Irregularities in foot structure or walking gait can increase stress on the heel, leading to the formation of spurs.

Footwear Choices

Wearing shoes with inadequate support or those that do not properly cushion the foot can contribute to the development of heels with spurs.


As individuals age, the risk of developing foot spurs on heel may increase due to the natural wear and tear on the feet.

Physical Activity

Athletes and individuals engaged in activities that involve repetitive stress on the feet are more prone to developing foot spurs on the heel.

Heel Spur vs. Plantar Fasciitis

Heel spurs and plantar fasciitis are often mentioned together, and while they are related, they are not the same. Plantar fasciitis is the inflammation of the plantar fascia, the tissue connecting the heel bone to the toes. Heel spurs can develop as a result of long-term plantar fasciitis, but not everyone with heel spurs experiences plantar fasciitis-related pain.

In essence, heel spurs are bony growths, while plantar fasciitis is a condition characterized by inflammation of the plantar fascia. However, they often coexist, making it important to address both aspects, including heel spur treatment, in the treatment plan.

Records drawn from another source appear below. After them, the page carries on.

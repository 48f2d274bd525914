use cf_core::{CfError, CfResult, ErrorKind};
use std::io::{Read, Write};

/// Compression presets mapped to zstd levels (spec §4.12).
#[derive(Debug, Clone, Copy, PartialEq, Eq, serde::Serialize, serde::Deserialize)]
#[serde(rename_all = "kebab-case")]
pub enum Preset {
    Fast,
    Balanced,
    Max,
}

impl Preset {
    pub fn level(self) -> i32 {
        match self {
            Preset::Fast => 1,
            Preset::Balanced => 9,
            Preset::Max => 19,
        }
    }
}

/// Stream-compress `reader` into `writer` at the given preset, never holding
/// the whole artefact in memory.
pub fn compress_to_writer<R: Read, W: Write>(reader: &mut R, writer: W, preset: Preset) -> CfResult<()> {
    let mut encoder = zstd::stream::Encoder::new(writer, preset.level())
        .map_err(|e| CfError::with_source(ErrorKind::StorageTransient, "failed to start zstd encoder", e))?;
    std::io::copy(reader, &mut encoder)
        .map_err(|e| CfError::with_source(ErrorKind::StorageTransient, "zstd compression failed", e))?;
    encoder
        .finish()
        .map_err(|e| CfError::with_source(ErrorKind::StorageTransient, "failed to finish zstd stream", e))?;
    Ok(())
}

/// Stream-decompress `reader` into `writer`.
pub fn decompress_to_writer<R: Read, W: Write>(reader: R, mut writer: W) -> CfResult<()> {
    let mut decoder = zstd::stream::Decoder::new(reader)
        .map_err(|e| CfError::with_source(ErrorKind::MalformedBeyondRepair, "failed to start zstd decoder", e))?;
    std::io::copy(&mut decoder, &mut writer)
        .map_err(|e| CfError::with_source(ErrorKind::MalformedBeyondRepair, "zstd decompression failed", e))?;
    Ok(())
}

/// Convenience in-memory wrapper for small artefacts (job manifests, reports).
pub fn compress_bytes(bytes: &[u8], preset: Preset) -> CfResult<Vec<u8>> {
    let mut input = bytes;
    let mut out = Vec::new();
    compress_to_writer(&mut input, &mut out, preset)?;
    Ok(out)
}

pub fn decompress_bytes(bytes: &[u8]) -> CfResult<Vec<u8>> {
    let mut out = Vec::new();
    decompress_to_writer(bytes, &mut out)?;
    Ok(out)
}

#[cfg(test)]
mod tests {
    use super::*;

    #[test]
    fn round_trips_for_every_preset() {
        let data = b"the quick brown fox jumps over the lazy dog".repeat(100);
        for preset in [Preset::Fast, Preset::Balanced, Preset::Max] {
            let compressed = compress_bytes(&data, preset).unwrap();
            let decompressed = decompress_bytes(&compressed).unwrap();
            assert_eq!(decompressed, data, "preset {preset:?} did not round-trip");
        }
    }

    #[test]
    fn max_preset_compresses_smaller_than_fast_for_repetitive_input() {
        let data = b"aaaaaaaaaaaaaaaaaaaaaaaaaaaaaaaaaaaaaaaaaaaaaaaaaa".repeat(1000);
        let fast = compress_bytes(&data, Preset::Fast).unwrap();
        let max = compress_bytes(&data, Preset::Max).unwrap();
        assert!(max.len() <= fast.len());
    }

    #[test]
    fn decompressing_garbage_is_a_malformed_error() {
        let err = decompress_bytes(b"not zstd data").unwrap_err();
        assert_eq!(err.kind(), ErrorKind::MalformedBeyondRepair);
    }

    #[test]
    fn preset_levels_match_spec_defaults() {
        assert_eq!(Preset::Fast.level(), 1);
        assert_eq!(Preset::Balanced.level(), 9);
        assert_eq!(Preset::Max.level(), 19);
    }
}
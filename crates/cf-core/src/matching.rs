use serde::{Deserialize, Serialize};

/// An endpoint of a candidate match: which source collection and which item id.
#[derive(Debug, Clone, PartialEq, Eq, Serialize, Deserialize)]
pub struct MatchEndpoint {
    pub source: String,
    pub id: String,
}

/// A scored cross-source match between two items (spec §4.9 `Match`).
///
/// `score` is a weighted sum over id-mention (0.6), URL cross-references (0.2),
/// title token-set similarity (0.15), and co-occurring named entities (0.05);
/// see `cf-match`.
#[derive(Debug, Clone, Serialize, Deserialize)]
pub struct Match {
    pub left: MatchEndpoint,
    pub right: MatchEndpoint,
    pub score: f64,
    pub evidence: Vec<String>,
}

impl Match {
    /// Invariant: scores are always in `[0.0, 1.0]` and endpoints are never
    /// equal to each other (an item never matches itself).
    pub fn is_valid(&self) -> bool {
        (0.0..=1.0).contains(&self.score) && self.left != self.right
    }
}
pub mod blob;
pub mod error;
pub mod item;
pub mod job;
pub mod mapping;
pub mod matching;

pub use blob::{Blob, BlobMeta};
pub use error::{retry_with_backoff, BackoffPolicy, CfError, CfResult, ErrorKind, ErrorSummary};
pub use item::{Entities, ItemAnalysis, NormalisedItem, RelationshipLink, Relationships, Sentiment};
pub use job::{
    InputDescriptor, Job, JobId, JobKind, JobStatus, ProgressEvent, ProgressSnapshot,
    ResultDescriptor,
};
pub use mapping::{CompiledMapping, FieldRule, RawMapping, StructureTemplate, Transform};
pub use matching::{Match, MatchEndpoint};
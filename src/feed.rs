//! Flat-file promotion feed
//!
//! Rows are `identifier,price,expiration` with no header. Rows that cannot
//! become a record are skipped and counted; only failing to open or read the
//! file aborts a load.

use std::fs::File;
use std::io::Read;
use std::path::{Path, PathBuf};

use thiserror::Error;
use tracing::warn;

use crate::store::PromotionRecord;

#[derive(Debug, Error)]
pub enum FeedError {
    #[error("feed source '{path}' is unavailable: {source}")]
    SourceUnavailable {
        path: PathBuf,
        #[source]
        source: std::io::Error,
    },
    #[error("failed to read feed source '{path}': {source}")]
    Read {
        path: PathBuf,
        #[source]
        source: csv::Error,
    },
}

/// Why a single row was skipped
#[derive(Debug, Clone, PartialEq, Error)]
pub enum RowError {
    #[error("expected 3 fields, found {0}")]
    TooFewFields(usize),
    #[error("field {0} is not valid UTF-8")]
    NotUtf8(usize),
    #[error("price '{0}' is not a non-negative decimal")]
    InvalidPrice(String),
}

/// Parse one row's fields into a record
pub fn parse_row(fields: &csv::ByteRecord) -> Result<PromotionRecord, RowError> {
    if fields.len() < 3 {
        return Err(RowError::TooFewFields(fields.len()));
    }

    let field = move |idx: usize| std::str::from_utf8(&fields[idx]).map_err(|_| RowError::NotUtf8(idx + 1));
    let identifier = field(0)?;
    let price_text = field(1)?;
    let expiration = field(2)?;

    let price = match price_text.trim().parse::<f64>() {
        Ok(price) if price.is_finite() && price >= 0.0 => price,
        _ => return Err(RowError::InvalidPrice(price_text.to_string())),
    };

    Ok(PromotionRecord::new(identifier, price, expiration))
}

/// Lazy reader over one pass of a feed source
pub struct FeedReader<R = File> {
    path: PathBuf,
    reader: csv::Reader<R>,
    row: csv::ByteRecord,
    malformed_rows: u64,
    done: bool,
}

impl FeedReader<File> {
    /// Open the feed file at `path`
    pub fn open(path: impl AsRef<Path>) -> Result<Self, FeedError> {
        let path = path.as_ref();
        let file = File::open(path).map_err(|source| FeedError::SourceUnavailable {
            path: path.to_path_buf(),
            source,
        })?;
        Ok(Self::from_reader(file, path))
    }
}

impl<R: Read> FeedReader<R> {
    /// Wrap an already opened source; `path` is only used in messages
    pub fn from_reader(source: R, path: impl Into<PathBuf>) -> Self {
        let reader = csv::ReaderBuilder::new()
            .has_headers(false)
            .flexible(true)
            .from_reader(source);
        Self {
            path: path.into(),
            reader,
            row: csv::ByteRecord::new(),
            malformed_rows: 0,
            done: false,
        }
    }

    /// Rows skipped so far in this pass
    pub fn malformed_rows(&self) -> u64 {
        self.malformed_rows
    }
}

impl<R: Read> Iterator for FeedReader<R> {
    type Item = Result<PromotionRecord, FeedError>;

    fn next(&mut self) -> Option<Self::Item> {
        while !self.done {
            match self.reader.read_byte_record(&mut self.row) {
                Ok(false) => self.done = true,
                Ok(true) => match parse_row(&self.row) {
                    Ok(record) => return Some(Ok(record)),
                    Err(e) => {
                        self.malformed_rows += 1;
                        let line = self.row.position().map(|p| p.line()).unwrap_or_default();
                        warn!("Skipping malformed row {} in {}: {}", line, self.path.display(), e);
                    }
                },
                Err(source) => {
                    self.done = true;
                    return Some(Err(FeedError::Read {
                        path: self.path.clone(),
                        source,
                    }));
                }
            }
        }
        None
    }
}

#[cfg(test)]
mod tests {
    use super::*;
    use std::io::Write;

    fn read_all(data: &str) -> (Vec<PromotionRecord>, u64) {
        let mut feed = FeedReader::from_reader(data.as_bytes(), "test.csv");
        let records = feed.by_ref().collect::<Result<Vec<_>, _>>().unwrap();
        (records, feed.malformed_rows())
    }

    #[test]
    fn test_reads_rows_in_order() {
        let (records, malformed) = read_all("P1,9.99,2025-01-01\nP2,14.50,2025-02-01\n");
        assert_eq!(
            records,
            vec![
                PromotionRecord::new("P1", 9.99, "2025-01-01"),
                PromotionRecord::new("P2", 14.5, "2025-02-01"),
            ]
        );
        assert_eq!(malformed, 0);
    }

    #[test]
    fn test_skips_short_rows() {
        let (records, malformed) = read_all("P1,9.99\nP2,1.00,2025-02-01\nonly\n");
        assert_eq!(records.len(), 1);
        assert_eq!(records[0].identifier, "P2");
        assert_eq!(malformed, 2);
    }

    #[test]
    fn test_rejects_bad_prices() {
        let (records, malformed) = read_all(
            "A,abc,2025-01-01\nB,-1,2025-01-01\nC,NaN,2025-01-01\nD,inf,2025-01-01\nE,,2025-01-01\nF,0,2025-01-01\n",
        );
        assert_eq!(records, vec![PromotionRecord::new("F", 0.0, "2025-01-01")]);
        assert_eq!(malformed, 5);
    }

    #[test]
    fn test_extra_fields_are_ignored() {
        let (records, malformed) = read_all("P1,2.5,2025-01-01,extra,columns\n");
        assert_eq!(records, vec![PromotionRecord::new("P1", 2.5, "2025-01-01")]);
        assert_eq!(malformed, 0);
    }

    #[test]
    fn test_quoted_fields_and_opaque_expiration() {
        let (records, _) = read_all("\"P,1\",\" 3.25 \",\"next tuesday\"\n");
        assert_eq!(records, vec![PromotionRecord::new("P,1", 3.25, "next tuesday")]);
    }

    #[test]
    fn test_invalid_utf8_row_is_skipped() {
        let mut data = b"P1,1.0,2025-01-01\n".to_vec();
        data.extend_from_slice(b"\xff\xfe,2.0,2025-01-01\n");
        data.extend_from_slice(b"P3,3.0,2025-01-01\n");

        let mut feed = FeedReader::from_reader(&data[..], "bytes");
        let records = feed.by_ref().collect::<Result<Vec<_>, _>>().unwrap();
        assert_eq!(records.len(), 2);
        assert_eq!(records[1].identifier, "P3");
        assert_eq!(feed.malformed_rows(), 1);
    }

    #[test]
    fn test_parse_row_errors() {
        let short = csv::ByteRecord::from(vec!["a", "b"]);
        assert_eq!(parse_row(&short), Err(RowError::TooFewFields(2)));

        let bad_price = csv::ByteRecord::from(vec!["a", "x1", "c"]);
        assert_eq!(
            parse_row(&bad_price),
            Err(RowError::InvalidPrice("x1".to_string()))
        );
    }

    #[test]
    fn test_open_missing_file() {
        let dir = tempfile::tempdir().unwrap();
        let missing = dir.path().join("nope.csv");
        match FeedReader::open(&missing) {
            Err(FeedError::SourceUnavailable { path, .. }) => assert_eq!(path, missing),
            Err(other) => panic!("unexpected error: {}", other),
            Ok(_) => panic!("expected SourceUnavailable"),
        }
    }

    #[test]
    fn test_open_reads_file() {
        let mut file = tempfile::NamedTempFile::new().unwrap();
        writeln!(file, "P1,9.99,2025-01-01").unwrap();
        writeln!(file, "P2,14.50,2025-02-01").unwrap();

        let feed = FeedReader::open(file.path()).unwrap();
        let records = feed.collect::<Result<Vec<_>, _>>().unwrap();
        assert_eq!(records.len(), 2);
    }

    #[test]
    fn test_read_error_ends_the_pass() {
        struct Broken;
        impl Read for Broken {
            fn read(&mut self, _buf: &mut [u8]) -> std::io::Result<usize> {
                Err(std::io::Error::other("disk gone"))
            }
        }

        let mut feed = FeedReader::from_reader(Broken, "broken");
        assert!(matches!(feed.next(), Some(Err(FeedError::Read { .. }))));
        assert!(feed.next().is_none());
    }
}
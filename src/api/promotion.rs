use std::sync::Arc;

use axum::extract::{Path, State};
use axum::http::{StatusCode, header};
use axum::response::{IntoResponse, Response};
use serde::Serialize;
use tracing::{debug, error};

use crate::api::router::not_found;
use crate::store::{Store, StoreError};

/// GET /promotions/{id}
pub async fn lookup_promotion(State(store): State<Arc<Store>>, Path(id): Path<String>) -> Response {
    match store.lookup_str(&id) {
        Ok(Some(record)) => json_line(&record),
        Ok(None) => not_found().await,
        Err(StoreError::InvalidIdentifier(id)) => {
            debug!("Rejecting promotion lookup with invalid id '{}'", id);
            invalid_id()
        }
    }
}

/// GET /promotions/ with nothing after the prefix
pub async fn missing_id() -> Response {
    invalid_id()
}

fn invalid_id() -> Response {
    (StatusCode::BAD_REQUEST, "Invalid ID\n").into_response()
}

/// JSON body terminated by a newline
fn json_line<T: Serialize>(value: &T) -> Response {
    match serde_json::to_string(value) {
        Ok(mut body) => {
            body.push('\n');
            ([(header::CONTENT_TYPE, "application/json")], body).into_response()
        }
        Err(e) => {
            error!("Failed to encode response body: {}", e);
            StatusCode::INTERNAL_SERVER_ERROR.into_response()
        }
    }
}
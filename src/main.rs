mod api;
mod config;
mod feed;
mod refresher;
mod server;
mod store;
mod util;

use std::fs::OpenOptions;
use std::path::PathBuf;
use std::sync::{Arc, Mutex};
use std::time::Duration;

use anyhow::Context;
use clap::Parser;
use tokio_util::sync::CancellationToken;
use tracing::{error, info, warn};
use tracing_subscriber::EnvFilter;

use config::{Config, LogConfig};
use refresher::Refresher;
use server::Server;
use store::Store;

/// Serve promotion lookups from a periodically reloaded feed
#[derive(Debug, Parser)]
#[command(name = "promodb", version)]
struct Cli {
    /// TOML configuration file
    #[arg(short, long)]
    config: Option<String>,

    /// Feed file, overrides `feed.path`
    #[arg(long)]
    feed: Option<PathBuf>,

    /// Listening address, overrides `server.addr`
    #[arg(long)]
    addr: Option<String>,

    /// Seconds between reloads, overrides `feed.reload_interval_secs`
    #[arg(long)]
    reload_interval: Option<u64>,
}

impl Cli {
    fn into_config(self) -> anyhow::Result<Config> {
        let mut config = match &self.config {
            Some(path) => Config::from_file(path)?,
            None => Config::default(),
        };
        if let Some(feed) = self.feed {
            config.feed.path = feed;
        }
        if let Some(addr) = self.addr {
            config.server.addr = addr;
        }
        if let Some(secs) = self.reload_interval {
            config.feed.reload_interval_secs = secs;
        }
        config.validate()?;
        Ok(config)
    }
}

fn init_logging(log: &LogConfig) -> anyhow::Result<()> {
    let filter = EnvFilter::try_from_default_env()
        .or_else(|_| EnvFilter::try_new(&log.level))
        .with_context(|| format!("invalid log level '{}'", log.level))?;

    let builder = tracing_subscriber::fmt()
        .with_env_filter(filter)
        .with_target(true)
        .with_thread_ids(true);

    match &log.file {
        Some(path) => {
            let file = OpenOptions::new()
                .create(true)
                .append(true)
                .open(path)
                .with_context(|| format!("failed to open log file '{}'", path))?;
            builder.with_ansi(false).with_writer(Mutex::new(file)).init();
        }
        None => builder.init(),
    }
    Ok(())
}

#[tokio::main]
async fn main() -> anyhow::Result<()> {
    let config = Cli::parse().into_config()?;
    init_logging(&config.log)?;

    info!("Starting promodb");
    info!("Version: {}", env!("CARGO_PKG_VERSION"));

    let store = Arc::new(Store::with_key_policy(config.feed.key_policy));
    info!("Key policy: {:?}", store.key_policy());
    let refresher = Refresher::new(
        Arc::clone(&store),
        config.feed.path.clone(),
        config.feed.reload_interval(),
    );

    // Without a first snapshot there is nothing to serve.
    refresher
        .initial_load()
        .await
        .context("initial promotion load failed")?;
    if store.snapshot().is_empty() {
        warn!("Feed {} contained no valid promotions", config.feed.path.display());
    }

    let server = Server::bind(&config.server, Arc::clone(&store)).await?;
    info!("Server listening on: {}", server.local_addr());

    let shutdown = CancellationToken::new();
    let refresher_task = refresher.spawn(shutdown.clone());
    let server_task = tokio::spawn(server.run(shutdown.clone()));

    match tokio::signal::ctrl_c().await {
        Ok(()) => info!("Shutdown signal received"),
        Err(e) => error!("Failed to listen for shutdown signal: {}", e),
    }
    shutdown.cancel();

    let drain = async {
        let _ = server_task.await;
        let _ = refresher_task.await;
    };
    if tokio::time::timeout(Duration::from_secs(30), drain).await.is_err() {
        error!("Timed out waiting for background tasks to stop");
    }

    info!("promodb stopped");
    Ok(())
}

Physical Therapy for Heel Spurs

Physical therapy plays a crucial role in the conservative management of heel spurs. It focuses on reducing pain, improving flexibility, and strengthening the muscles around the foot and ankle. A qualified physical therapist will tailor the treatment plan to the individual’s specific needs, addressing contributing factors and promoting overall foot health.

The key components of physical therapy for heels with spurs include

Stretching Exercises

Gentle stretching exercises help improve the flexibility of the plantar fascia and Achilles tendon, reducing tension on the heel bone and aiding in heel spur treatment. These exercises may include calf stretches, toe stretches, and plantar fascia stretches.

Strengthening Exercises

Targeting the muscles of the foot and ankle can help provide better support and stability. Exercises focusing on the intrinsic muscles of the foot, as well as the calf muscles, are often incorporated into the treatment plan.

Footwear Recommendations

A physical therapist may guide suitable footwear to ensure proper support and cushioning. Custom orthotics or shoe inserts may also be recommended to address biomechanical issues contributing to heel spurs.

Ultrasound Therapy

In some cases, ultrasound therapy may be used to promote healing and reduce inflammation in the affected area. This non-invasive technique uses sound waves to stimulate the natural healing process.

Icing and Massage

Cold therapy can help alleviate pain and reduce inflammation, while massage can improve blood circulation and provide relief to tight muscles, especially in cases of foot spurs on heel.


Heel spurs can be a persistent source of discomfort, but with the right approach, including physical therapy and heel spur treatment, individuals can find relief and improve their overall foot health. It’s essential to address contributing factors, such as biomechanical issues and footwear choices, while also targeting the symptoms through a tailored physical therapy plan.